Et surtout comment un quasi consensus s’est mis en place pour ne pas voir et ne
pas lutter contre la grande pauvreté et le sous-développement.
Pour l’auteur, la seule solution pour mettre en œuvre un
véritable développement durable est de rééquilibrer le trépied sur lequel il
repose, en accentuant la lutte contre la pauvreté et en relançant l’aide au
développement, réduite comme peau de chagrin depuis la fin de la guerre froide
et oubliée depuis les attentats du 11 septembre. L'auteur appelle aussi à la relance d'une vraie coopération Nord/Sud et à la mise en place d'une gouvernance mondiale forte sur la question du développement (en replaçant les états au coeur du système).

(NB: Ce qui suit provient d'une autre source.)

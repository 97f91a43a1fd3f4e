//! Engine tunables. Loaded once, validated, then passed by reference into
//! every stage of a run.

use std::fs;
use std::path::Path;

use serde::{Deserialize, Serialize};

use crate::FlowError;

/// Level of Service, ordered from free flow (`A`) to severe congestion (`F`).
#[derive(Clone, Copy, Debug, Serialize, Deserialize, PartialEq, Eq, PartialOrd, Ord, Hash)]
pub enum LosClass {
    A,
    B,
    C,
    D,
    E,
    F,
}

impl LosClass {
    pub const ALL: [LosClass; 6] = [
        LosClass::A,
        LosClass::B,
        LosClass::C,
        LosClass::D,
        LosClass::E,
        LosClass::F,
    ];

    /// Ordinal position, 0 for `A` up to 5 for `F`.
    pub fn rank(self) -> u8 {
        self as u8
    }

    pub fn as_str(self) -> &'static str {
        match self {
            LosClass::A => "A",
            LosClass::B => "B",
            LosClass::C => "C",
            LosClass::D => "D",
            LosClass::E => "E",
            LosClass::F => "F",
        }
    }
}

impl std::fmt::Display for LosClass {
    fn fmt(&self, f: &mut std::fmt::Formatter<'_>) -> std::fmt::Result {
        f.write_str(self.as_str())
    }
}

#[derive(Clone, Copy, Debug, Serialize, Deserialize, PartialEq)]
pub struct LosThreshold {
    pub class: LosClass,
    /// Lowest areal density (persons per m²) that still maps to `class`.
    pub min_density: f64,
}

/// Density → LOS lookup table, taken from the event rulebook.
#[derive(Clone, Debug, Serialize, Deserialize, PartialEq)]
pub struct LosTable {
    pub thresholds: Vec<LosThreshold>,
}

impl Default for LosTable {
    fn default() -> Self {
        let bounds = [0.0, 0.36, 0.54, 0.72, 1.08, 1.63];
        Self {
            thresholds: LosClass::ALL
                .iter()
                .zip(bounds)
                .map(|(&class, min_density)| LosThreshold { class, min_density })
                .collect(),
        }
    }
}

impl LosTable {
    pub fn classify(&self, density: f64) -> LosClass {
        self.thresholds
            .iter()
            .take_while(|t| density >= t.min_density)
            .last()
            .map(|t| t.class)
            .unwrap_or(LosClass::A)
    }

    fn validate(&self) -> Result<(), FlowError> {
        if self.thresholds.is_empty() {
            return Err(FlowError::InvalidConfig("LOS table is empty".into()));
        }
        for pair in self.thresholds.windows(2) {
            if pair[1].min_density < pair[0].min_density || pair[1].class <= pair[0].class {
                return Err(FlowError::InvalidConfig(format!(
                    "LOS thresholds must ascend: {} at {} follows {} at {}",
                    pair[1].class, pair[1].min_density, pair[0].class, pair[0].min_density
                )));
            }
        }
        Ok(())
    }
}

#[derive(Clone, Debug, Serialize, Deserialize, PartialEq)]
#[serde(default)]
pub struct BinningConfig {
    pub bin_km: f64,
    pub window_s: f64,
}

impl Default for BinningConfig {
    fn default() -> Self {
        Self {
            bin_km: 0.1,
            window_s: 60.0,
        }
    }
}

/// How the binner trades resolution for time when a run would overrun.
#[derive(Clone, Debug, Serialize, Deserialize, PartialEq)]
#[serde(default)]
pub struct CoarseningPolicy {
    /// Wall-clock limit for one binning attempt.
    pub time_budget_s: f64,
    /// Upper bound on `windows × runner-segment memberships` before an
    /// attempt is even started.
    pub max_work_units: u64,
    pub max_steps: usize,
    pub window_factor: f64,
    pub bin_factor: f64,
    pub max_window_s: f64,
    pub max_bin_km: f64,
}

impl Default for CoarseningPolicy {
    fn default() -> Self {
        Self {
            time_budget_s: 180.0,
            max_work_units: 400_000_000,
            max_steps: 4,
            window_factor: 2.0,
            bin_factor: 2.0,
            max_window_s: 600.0,
            max_bin_km: 0.5,
        }
    }
}

#[derive(Clone, Debug, Serialize, Deserialize, PartialEq)]
#[serde(default)]
pub struct ZoneConfig {
    pub target_zone_m: f64,
    pub min_zone_m: f64,
    pub max_zone_m: f64,
    /// Runner-pair crossings closer than this collapse into one convergence point.
    pub cp_merge_m: f64,
}

impl Default for ZoneConfig {
    fn default() -> Self {
        Self {
            target_zone_m: 125.0,
            min_zone_m: 50.0,
            max_zone_m: 250.0,
            cp_merge_m: 10.0,
        }
    }
}

/// Zone-metrics execution engine.
#[derive(Clone, Copy, Debug, Serialize, Deserialize, PartialEq, Eq)]
#[serde(rename_all = "lowercase")]
pub enum Engine {
    Auto,
    Direct,
    Binned,
}

impl Default for Engine {
    fn default() -> Self {
        Engine::Auto
    }
}

#[derive(Clone, Debug, Serialize, Deserialize, PartialEq)]
#[serde(default)]
pub struct InteractionConfig {
    /// Minimum shared time inside a zone for two runners to count as co-present.
    pub dwell_s: f64,
    pub engine: Engine,
    /// Largest `runners_a × runners_b` product evaluated with the direct engine.
    pub direct_max_pairs: u64,
    pub sub_bin_s: f64,
}

impl Default for InteractionConfig {
    fn default() -> Self {
        Self {
            dwell_s: 5.0,
            engine: Engine::Auto,
            direct_max_pairs: 250_000,
            sub_bin_s: 60.0,
        }
    }
}

#[derive(Clone, Debug, Serialize, Deserialize, PartialEq)]
#[serde(default)]
pub struct ReconcileConfig {
    pub tolerance: f64,
}

impl Default for ReconcileConfig {
    fn default() -> Self {
        Self { tolerance: 0.02 }
    }
}

#[derive(Clone, Debug, Serialize, Deserialize, PartialEq)]
#[serde(default)]
pub struct ScoreWeights {
    pub los: f64,
    pub density: f64,
    pub flow: f64,
    /// Density (p/m²) that saturates the density term.
    pub ref_density: f64,
    /// Flow rate (p/m/min) that saturates the flow term.
    pub ref_flow_rate: f64,
}

impl Default for ScoreWeights {
    fn default() -> Self {
        Self {
            los: 1.0,
            density: 1.0,
            flow: 1.0,
            ref_density: 1.63,
            ref_flow_rate: 82.0,
        }
    }
}

#[derive(Clone, Debug, Serialize, Deserialize, PartialEq, Default)]
#[serde(default)]
pub struct EngineConfig {
    pub binning: BinningConfig,
    pub coarsening: CoarseningPolicy,
    pub los: LosTable,
    pub zones: ZoneConfig,
    pub interactions: InteractionConfig,
    pub reconciliation: ReconcileConfig,
    pub score: ScoreWeights,
}

impl EngineConfig {
    pub fn from_json(input: &[u8]) -> Result<Self, FlowError> {
        let config: EngineConfig = serde_json::from_slice(input)?;
        config.validate()?;
        Ok(config)
    }

    pub fn load(path: &Path) -> Result<Self, FlowError> {
        let data = fs::read(path)
            .map_err(|_| FlowError::MissingInput(format!("engine config {}", path.display())))?;
        Self::from_json(&data)
    }

    pub fn validate(&self) -> Result<(), FlowError> {
        positive("binning.bin_km", self.binning.bin_km)?;
        positive("binning.window_s", self.binning.window_s)?;
        positive("coarsening.time_budget_s", self.coarsening.time_budget_s)?;
        if self.coarsening.window_factor < 1.0 || self.coarsening.bin_factor < 1.0 {
            return Err(FlowError::InvalidConfig(
                "coarsening factors must be >= 1".into(),
            ));
        }
        if self.coarsening.max_window_s < self.binning.window_s
            || self.coarsening.max_bin_km < self.binning.bin_km
        {
            return Err(FlowError::InvalidConfig(
                "coarsening caps must not be finer than the base resolution".into(),
            ));
        }
        self.los.validate()?;
        positive("zones.target_zone_m", self.zones.target_zone_m)?;
        non_negative("zones.min_zone_m", self.zones.min_zone_m)?;
        non_negative("zones.cp_merge_m", self.zones.cp_merge_m)?;
        if self.zones.min_zone_m > self.zones.target_zone_m
            || self.zones.target_zone_m > self.zones.max_zone_m
        {
            return Err(FlowError::InvalidConfig(format!(
                "zone lengths must satisfy min <= target <= max (got {} / {} / {})",
                self.zones.min_zone_m, self.zones.target_zone_m, self.zones.max_zone_m
            )));
        }
        non_negative("interactions.dwell_s", self.interactions.dwell_s)?;
        positive("interactions.sub_bin_s", self.interactions.sub_bin_s)?;
        non_negative("reconciliation.tolerance", self.reconciliation.tolerance)?;
        let weights = [self.score.los, self.score.density, self.score.flow];
        if weights.iter().any(|w| !w.is_finite() || *w < 0.0) || weights.iter().sum::<f64>() <= 0.0
        {
            return Err(FlowError::InvalidConfig(
                "score weights must be non-negative with a positive sum".into(),
            ));
        }
        positive("score.ref_density", self.score.ref_density)?;
        positive("score.ref_flow_rate", self.score.ref_flow_rate)?;
        Ok(())
    }
}

fn positive(name: &str, value: f64) -> Result<(), FlowError> {
    if value.is_finite() && value > 0.0 {
        Ok(())
    } else {
        Err(FlowError::InvalidConfig(format!(
            "{name} must be > 0 (got {value})"
        )))
    }
}

fn non_negative(name: &str, value: f64) -> Result<(), FlowError> {
    if value.is_finite() && value >= 0.0 {
        Ok(())
    } else {
        Err(FlowError::InvalidConfig(format!(
            "{name} must be >= 0 (got {value})"
        )))
    }
}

Bien sûr, certains propos de l’auteur peuvent choquer les
convictions les plus environnementalistes. Mais le livre a la force de pointer
les nombreuses dérives de la mise en œuvre du concept de développement durable,
notamment l’oubli dans lequel on maintient les populations les plus pauvres de
la planète. Chacun a le droit de conserver son opinion. Je ne suis pas non plus
d’accord avec tout ce qui est écrit dans le livre, ni avec certaines formules
choc de l’auteur. Pour moi, peu importe qu’on cherche à sauver l’humanité
pour sauver la planète, ou l’inverse. Les deux sont intimement liés. Et au
final, ce qui nous intéresse, c’est l’humanité. Celle d’aujourd’hui, et celle
de demain, à qui nous devons laisser des choix possibles et des conditions de
vie au moins égales aux nôtres.
Lisez ce livre : Vous en prendrez plein la figure, mais vous vous en remettrez…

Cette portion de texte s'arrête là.